Why Are 8 Million Married People On Ashleymadison.com?

If Carl Jung,the psychoanalyst and founder of Jungian Psychology, were still alive,I think he would say the shadow self is alive and well in 2011. This week, I thumbed through the April,2011 issue of the mainstream women's magazine,Redbook. I noticed a story the magazine teased about on the cover about America's cheating web-site, Ashleymadison.com They sent a reporter,Lisa Taddeo, to do an undercover(no pun intended) investigation into who uses such a web-site and why. I thought her findings highlight some interesting trends,and merit some discussion about what it means for intimacy,sexuality,marriage,family and our own soul journey through life.

The web-site's slogan is,"Life is short. Have an affair." Does that sound like have an icecream or a chocolate bar to you? Can you spot the superficiality and narcissism in that? Taddeo found that 8 MILLION married people are using the site to attempt to reach a stranger for cybersex,e-mail photos and correspondence,and sometimes meeting up for uncommited sex.
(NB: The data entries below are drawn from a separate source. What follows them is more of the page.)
//! Conveyance tax lookup seam

use std::fmt;
use std::sync::LazyLock;

use regex::Regex;

/// Stored when a transfer has no document link to look at
pub const MISSING_LINK: &str = "ERROR";
/// Stored when the document was read but carries no tax amount
pub const NOT_FOUND: &str = "Not found";

/// Result of looking up the conveyance tax of one document
#[derive(Debug, Clone, PartialEq, Eq)]
pub enum TaxOutcome {
    /// Amount text as printed on the document, e.g. `1,234.50`
    Amount(String),
    NotFound,
    /// Download, conversion or recognition failed
    Failed(String),
}

impl TaxOutcome {
    /// Text written to the `ConveyanceTax` field
    pub fn into_stored(self) -> String {
        match self {
            Self::Amount(amount) => amount,
            other => other.to_string(),
        }
    }
}

impl fmt::Display for TaxOutcome {
    fn fmt(&self, f: &mut fmt::Formatter<'_>) -> fmt::Result {
        match self {
            Self::Amount(amount) => write!(f, "{amount}"),
            Self::NotFound => write!(f, "{NOT_FOUND}"),
            Self::Failed(msg) => write!(f, "Error accessing PDF: {msg}"),
        }
    }
}

/// Anything that can turn a document link into a tax outcome.
///
/// Failures are part of the outcome, never an `Err`: one bad document must
/// not stop the run.
pub trait TaxExtractor {
    fn extract(&self, document_url: &str) -> TaxOutcome;
}

impl<F> TaxExtractor for F
where
    F: Fn(&str) -> TaxOutcome,
{
    fn extract(&self, document_url: &str) -> TaxOutcome {
        self(document_url)
    }
}

static TAX_PATTERN: LazyLock<Regex> = LazyLock::new(|| {
    Regex::new(r"Conveyance Tax:\s*\$?\s*([\d,]+\.?\d*)").expect("valid tax pattern")
});

/// First conveyance tax amount in recognized document text
pub fn find_tax_amount(text: &str) -> Option<&str> {
    TAX_PATTERN
        .captures(text)
        .and_then(|caps| caps.get(1))
        .map(|m| m.as_str())
}

/// Map recognized text to an outcome
pub fn outcome_from_text(text: &str) -> TaxOutcome {
    match find_tax_amount(text) {
        Some(amount) => TaxOutcome::Amount(amount.to_string()),
        None => TaxOutcome::NotFound,
    }
}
Two-thirds,or,roughly 6 million, of their members are men,and the rest are women.The average member,Taddeo found, is a 44-year old bored man who is married with children.She found most of the men that contacted her reduced their partner's significance to the level of a pronoun,SHE.Noone actually used the word cheating,but favored calling it "seeking pleasure outside the relationship".See the denial?(I'm really a great guy,it's just that I'm missing a soul.)
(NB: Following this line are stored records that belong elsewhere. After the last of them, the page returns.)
//! Shared blocking-style HTTP access.
//!
//! Uses async reqwest internally on a small shared tokio runtime, but callers
//! block on each request: the pipelines are strictly sequential.

use std::sync::{LazyLock, OnceLock};
use std::time::Duration;

/// HTTP client settings, applied once before the first request
#[derive(Debug, Clone, Copy)]
pub struct HttpConfig {
    /// Total time allowed for one request, including the body
    pub timeout: Duration,
    /// Connect timeout
    pub connect_timeout: Duration,
}

impl Default for HttpConfig {
    fn default() -> Self {
        Self {
            timeout: Duration::from_secs(60),
            connect_timeout: Duration::from_secs(30),
        }
    }
}

static HTTP_CONFIG: OnceLock<HttpConfig> = OnceLock::new();

/// Install the HTTP settings. Must run before the first call to [`http_client`].
pub fn set_http_config(config: HttpConfig) {
    if HTTP_CONFIG.set(config).is_err() {
        log::warn!("HTTP config already set, ignoring {config:?}");
    }
}

/// Effective HTTP settings (defaults when never set)
pub fn http_config() -> HttpConfig {
    HTTP_CONFIG.get().copied().unwrap_or_default()
}

/// Shared async HTTP client with connection pooling.
static SHARED_CLIENT: LazyLock<reqwest::Client> = LazyLock::new(|| {
    let config = http_config();
    reqwest::Client::builder()
        .connect_timeout(config.connect_timeout)
        .timeout(config.timeout)
        .pool_max_idle_per_host(2)
        .build()
        .expect("failed to build HTTP client")
});

/// Get shared HTTP client.
pub fn http_client() -> &'static reqwest::Client {
    &SHARED_CLIENT
}

/// Shared tokio runtime for HTTP operations.
pub static SHARED_RUNTIME: LazyLock<tokio::runtime::Runtime> = LazyLock::new(|| {
    tokio::runtime::Builder::new_multi_thread()
        .worker_threads(1)
        .enable_all()
        .build()
        .expect("failed to build tokio runtime")
});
The researcher found one of the men that responded to her listing was a married father that was a friend of her family's. Most of the men seemed hungry to reminisce about their past with an interested listener who would let them tell their stories. They wanted conversation more than sex frequently.Most liked the excitement of an in-box with something in it from someone secret,and the seratonin rush from that.Some weren't even married yet,and were cheating on a fiance.Many wanted to create a false sense of intimacy by e-mailing brief life summaries,as if they really knew each other.All of them told her they felt they were so stealthy that their wives didn't suspect a thing.See the hurtful self-absorption?

As I read her report, I kept wondering what Gail Sheehy,the author of Passages,and several more recent books on how we manage the transitions in adult life,would say about these findings.Men in their 40's can have a 'male menopause',or a period of mid-life reevaluation.They can wonder,"Is this all there is?" Getting on Ashleymadison.com,and trolling for sexual activity may be a less successful way to attempt to find a deeper meaning and life purpose as one approaches mid-life.Or a way to deal about feelings about aging. Sad,isn't it? There are absolutely better,richer, and more real ways to increase life's meaning in our 40's and beyond,including changing one's career,pursuing a dream,helping others,developing a talent,strengthening your faith,deepening your sensitivity and compassion as a partner and a parent.None of those strategies are as easy,instant,or passive.They require work,authenticity,and an awareness that your choices impact every life you touch.

So, beyond the initial "ICK!" factor,I found Taddeo's observations undercover give us insight into modern love,and the threat that instant,secret cybersex poses to real,authentic intimacy and successful resolutions to the predictable crises of mid-life.This would be a good discussion to have with your partner about the Ashleymadison.com phenomenon,and what you each feel about what such a breach could mean to your trust,intimacy,and the sacredness of what you mean to each other.If I could reframe their motto,"Life is short. Don't blow it, and mess up a wonderful relationship by letting your shadow self or ego call the shots. Or you might live meaninglessly everafter."